- _WHAT YOU NEED TO DO_
Scan the entries below for "Invalid" and copy each line that holds it.
-- INFORMATION SUPPLIED follows --
#[cfg(test)]
mod tests {
    use super::*;
    use crate::headers::{
        DIGITAL_SIGNATURE_1, DIGITAL_SIGNATURE_2, PUBLIC_KEY_1_PATH, PUBLIC_KEY_2_PATH,
    };
    use crate::testutil::{sign_b64, test_key};
    use async_trait::async_trait;
    use rsa::RsaPublicKey;
    use std::sync::atomic::{AtomicUsize, Ordering};

    const API_KEY: &str = "my-api-key";
    const KEY_1: &str = "/prod/keys/pub-key-1.pem";
    const KEY_2: &str = "/prod/keys/pub-key-2.pem";

    /// In-memory key source that counts lookups.
    #[derive(Default)]
    struct StubKeys {
        keys: HashMap<String, RsaPublicKey>,
        calls: AtomicUsize,
    }

    impl StubKeys {
        fn with(mut self, path: &str, key: RsaPublicKey) -> Self {
            self.keys.insert(path.to_string(), key);
            self
        }

        fn calls(&self) -> usize {
            self.calls.load(Ordering::SeqCst)
        }
    }

    #[async_trait]
    impl PublicKeySource for StubKeys {
        async fn fetch_public_key(&self, path: &str) -> WebhookResult<Arc<RsaPublicKey>> {
            self.calls.fetch_add(1, Ordering::SeqCst);
            self.keys
                .get(path)
                .cloned()
                .map(Arc::new)
                .ok_or_else(|| WebhookError::KeyFetch {
                    path: path.to_string(),
                    status: 404,
                })
        }
    }

    fn rotation_keys() -> Arc<StubKeys> {
        Arc::new(
            StubKeys::default()
                .with(KEY_1, test_key(0).to_public_key())
                .with(KEY_2, test_key(1).to_public_key()),
        )
    }

    fn payload(recipient: &str) -> String {
        format!(
            r#"{{"event_id":"6f1f9c6b","recipient_client_id":"{}","event":{{"hello":"world"}}}}"#,
            recipient
        )
    }

    fn headers(entries: &[(&str, &str)]) -> HashMap<String, String> {
        entries
            .iter()
            .map(|(k, v)| (k.to_string(), v.to_string()))
            .collect()
    }

    fn signed_headers(payload: &str) -> HashMap<String, String> {
        headers(&[
            (PUBLIC_KEY_1_PATH, KEY_1),
            (PUBLIC_KEY_2_PATH, KEY_2),
            (DIGITAL_SIGNATURE_1, &sign_b64(test_key(0), payload)),
            (DIGITAL_SIGNATURE_2, &sign_b64(test_key(1), payload)),
        ])
    }

    #[tokio::test]
    async fn test_both_slots_valid() {
        let keys = rotation_keys();
        let verifier = EventVerifier::with_key_source(keys.clone());
        let payload = payload(API_KEY);

        let verified = verifier
            .verify(&payload, API_KEY, &signed_headers(&payload))
            .await
            .unwrap();
        assert!(verified);
    }

    #[tokio::test]
    async fn test_recipient_mismatch_skips_key_fetch() {
        let keys = rotation_keys();
        let verifier = EventVerifier::with_key_source(keys.clone());
        let payload = payload("someone-else");

        let verified = verifier
            .verify(&payload, API_KEY, &signed_headers(&payload))
            .await
            .unwrap();
        assert!(!verified);
        assert_eq!(keys.calls(), 0);
    }

    #[tokio::test]
    async fn test_missing_recipient_skips_key_fetch() {
        let keys = rotation_keys();
        let verifier = EventVerifier::with_key_source(keys.clone());
        let payload = r#"{"event_id":"6f1f9c6b"}"#;

        let report = verifier
            .evaluate(payload, API_KEY, &SignatureHeaders::from_map(&signed_headers(payload)))
            .await
            .unwrap();
        assert!(!report.recipient_matched);
        assert!(report.first.is_none() && report.second.is_none());
        assert_eq!(keys.calls(), 0);
    }

    #[tokio::test]
    async fn test_malformed_payload_is_error_before_key_fetch() {
        let keys = rotation_keys();
        let verifier = EventVerifier::with_key_source(keys.clone());
        let payload = r#"{"recipient_client_id": "my-api-key""#;

        let result = verifier
            .verify(payload, API_KEY, &signed_headers(payload))
            .await;
        assert!(matches!(result, Err(WebhookError::MalformedPayload { .. })));
        assert_eq!(keys.calls(), 0);
    }

    #[tokio::test]
    async fn test_slot_one_alone_is_enough() {
        let verifier = EventVerifier::with_key_source(rotation_keys());
        let payload = payload(API_KEY);

        for slot_two in [
            vec![],
            vec![(PUBLIC_KEY_2_PATH, KEY_2), (DIGITAL_SIGNATURE_2, "garbage!!")],
            vec![(PUBLIC_KEY_2_PATH, "/prod/keys/unknown.pem"), (DIGITAL_SIGNATURE_2, "c2ln")],
        ] {
            let sig = sign_b64(test_key(0), &payload);
            let mut entries = vec![(PUBLIC_KEY_1_PATH, KEY_1), (DIGITAL_SIGNATURE_1, sig.as_str())];
            entries.extend(slot_two);

            let verified = verifier
                .verify(&payload, API_KEY, &headers(&entries))
                .await
                .unwrap();
            assert!(verified);
        }
    }

    #[tokio::test]
    async fn test_slot_two_alone_is_enough() {
        let verifier = EventVerifier::with_key_source(rotation_keys());
        let payload = payload(API_KEY);
        let sig_2 = sign_b64(test_key(1), &payload);
        let wrong_sig = sign_b64(test_key(1), "something else");

        for slot_one in [
            vec![],
            vec![(PUBLIC_KEY_1_PATH, "/prod/keys/unknown.pem"), (DIGITAL_SIGNATURE_1, sig_2.as_str())],
            vec![(PUBLIC_KEY_1_PATH, KEY_1), (DIGITAL_SIGNATURE_1, wrong_sig.as_str())],
        ] {
            let mut entries = vec![(PUBLIC_KEY_2_PATH, KEY_2), (DIGITAL_SIGNATURE_2, sig_2.as_str())];
            entries.extend(slot_one);

            let verified = verifier
                .verify(&payload, API_KEY, &headers(&entries))
                .await
                .unwrap();
            assert!(verified);
        }
    }

    #[tokio::test]
    async fn test_slot_two_uses_its_own_signature() {
        // Slot 1 carries a signature made with key 2; it must not be tried
        // against key 2.
        let verifier = EventVerifier::with_key_source(rotation_keys());
        let payload = payload(API_KEY);
        let sig_by_key_2 = sign_b64(test_key(1), &payload);

        let entries = [
            (PUBLIC_KEY_1_PATH, KEY_1),
            (DIGITAL_SIGNATURE_1, sig_by_key_2.as_str()),
            (PUBLIC_KEY_2_PATH, KEY_2),
            (DIGITAL_SIGNATURE_2, "c2lnbmF0dXJl"),
        ];
        let report = verifier
            .evaluate(&payload, API_KEY, &SignatureHeaders::from_map(&headers(&entries)))
            .await
            .unwrap();

        assert!(matches!(report.first, Some(SlotOutcome::Invalid)));
        assert!(matches!(report.second, Some(SlotOutcome::Invalid)));
        assert!(!report.is_verified());
    }

    #[tokio::test]
    async fn test_tampered_payload_rejected() {
        let verifier = EventVerifier::with_key_source(rotation_keys());
        let payload = payload(API_KEY);
        let headers = signed_headers(&payload);

        let tampered = payload.replace("world", "worle");
        let verified = verifier.verify(&tampered, API_KEY, &headers).await.unwrap();
        assert!(!verified);
    }

    #[tokio::test]
    async fn test_malformed_signature_is_error() {
        let keys = rotation_keys();
        let verifier = EventVerifier::with_key_source(keys.clone());
        let payload = payload(API_KEY);

        let entries = [(PUBLIC_KEY_1_PATH, KEY_1), (DIGITAL_SIGNATURE_1, "%%% not base64 %%%")];
        let result = verifier.verify(&payload, API_KEY, &headers(&entries)).await;

        match result {
            Err(WebhookError::MalformedSignature { slot, .. }) => {
                assert_eq!(slot, SignatureSlot::First)
            }
            other => panic!("expected MalformedSignature, got {other:?}"),
        }
        // Decoding fails before the key is looked up.
        assert_eq!(keys.calls(), 0);
    }

    #[tokio::test]
    async fn test_malformed_signature_without_key_path_is_error() {
        let keys = rotation_keys();
        let verifier = EventVerifier::with_key_source(keys.clone());
        let payload = payload(API_KEY);

        let entries = [(DIGITAL_SIGNATURE_1, "%%% not base64 %%%")];
        let result = verifier.verify(&payload, API_KEY, &headers(&entries)).await;

        match result {
            Err(WebhookError::MalformedSignature { slot, .. }) => {
                assert_eq!(slot, SignatureSlot::First)
            }
            other => panic!("expected MalformedSignature, got {other:?}"),
        }
        assert_eq!(keys.calls(), 0);
    }

    #[tokio::test]
    async fn test_signature_without_key_path_is_missing() {
        let keys = rotation_keys();
        let verifier = EventVerifier::with_key_source(keys.clone());
        let payload = payload(API_KEY);
        let sig_2 = sign_b64(test_key(1), &payload);

        let entries = [(DIGITAL_SIGNATURE_2, sig_2.as_str())];
        let verification = verifier
            .evaluate(&payload, API_KEY, &SignatureHeaders::from_map(&headers(&entries)))
            .await
            .unwrap();

        assert!(matches!(verification.second, Some(SlotOutcome::Missing)));
        assert!(!verification.into_result().unwrap());
        assert_eq!(keys.calls(), 0);
    }

    #[tokio::test]
    async fn test_unpadded_signature_verifies() {
        use base64::engine::general_purpose::{STANDARD, STANDARD_NO_PAD};
        use base64::Engine;

        let verifier = EventVerifier::with_key_source(rotation_keys());
        let payload = payload(API_KEY);
        let padded = sign_b64(test_key(0), &payload);
        let unpadded = STANDARD_NO_PAD.encode(STANDARD.decode(&padded).unwrap());

        let entries = [(PUBLIC_KEY_1_PATH, KEY_1), (DIGITAL_SIGNATURE_1, unpadded.as_str())];
        let verified = verifier
            .verify(&payload, API_KEY, &headers(&entries))
            .await
            .unwrap();
        assert!(verified);
    }

    #[tokio::test]
    async fn test_malformed_signature_does_not_mask_valid_sibling() {
        let verifier = EventVerifier::with_key_source(rotation_keys());
        let payload = payload(API_KEY);
        let sig_2 = sign_b64(test_key(1), &payload);

        let entries = [
            (PUBLIC_KEY_1_PATH, KEY_1),
            (DIGITAL_SIGNATURE_1, "%%% not base64 %%%"),
            (PUBLIC_KEY_2_PATH, KEY_2),
            (DIGITAL_SIGNATURE_2, sig_2.as_str()),
        ];
        let verified = verifier
            .verify(&payload, API_KEY, &headers(&entries))
            .await
            .unwrap();
        assert!(verified);
    }

    #[tokio::test]
    async fn test_unresolvable_keys_are_false_not_error() {
        let keys = Arc::new(StubKeys::default());
        let verifier = EventVerifier::with_key_source(keys.clone());
        let payload = payload(API_KEY);

        let verified = verifier
            .verify(&payload, API_KEY, &signed_headers(&payload))
            .await
            .unwrap();
        assert!(!verified);
        assert_eq!(keys.calls(), 2);
    }

    #[tokio::test]
    async fn test_no_signature_headers_is_false() {
        let keys = rotation_keys();
        let verifier = EventVerifier::with_key_source(keys.clone());
        let payload = payload(API_KEY);

        let report = verifier
            .evaluate(&payload, API_KEY, &SignatureHeaders::default())
            .await
            .unwrap();
        assert!(matches!(report.first, Some(SlotOutcome::Missing)));
        assert!(matches!(report.second, Some(SlotOutcome::Missing)));
        assert!(!report.into_result().unwrap());
        assert_eq!(keys.calls(), 0);
    }

    #[tokio::test]
    async fn test_verify_request_is_idempotent() {
        let verifier = EventVerifier::with_key_source(rotation_keys());
        let payload = payload(API_KEY);
        let request = VerificationRequest::new(payload.clone(), API_KEY, signed_headers(&payload));

        let first = verifier.verify_request(&request).await.unwrap();
        let second = verifier.verify_request(&request).await.unwrap();
        assert!(first);
        assert_eq!(first, second);
    }

    #[test]
    fn test_into_result_prefers_valid_over_malformed() {
        let malformed = SlotOutcome::Unresolved(WebhookError::MalformedSignature {
            slot: SignatureSlot::Second,
            reason: "bad".to_string(),
        });
        let report = Verification {
            recipient_matched: true,
            first: Some(SlotOutcome::Valid),
            second: Some(malformed.clone()),
        };
        assert!(report.into_result().unwrap());

        let report = Verification {
            recipient_matched: true,
            first: Some(SlotOutcome::Unresolved(WebhookError::Network {
                message: "timeout".to_string(),
            })),
            second: Some(malformed),
        };
        assert!(matches!(
            report.into_result(),
            Err(WebhookError::MalformedSignature { .. })
        ));
    }
}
-- INFORMATION SUPPLIED concluded --
- _EXPECTED ANSWER_
        assert!(matches!(report.first, Some(SlotOutcome::Invalid)));
        assert!(matches!(report.second, Some(SlotOutcome::Invalid)));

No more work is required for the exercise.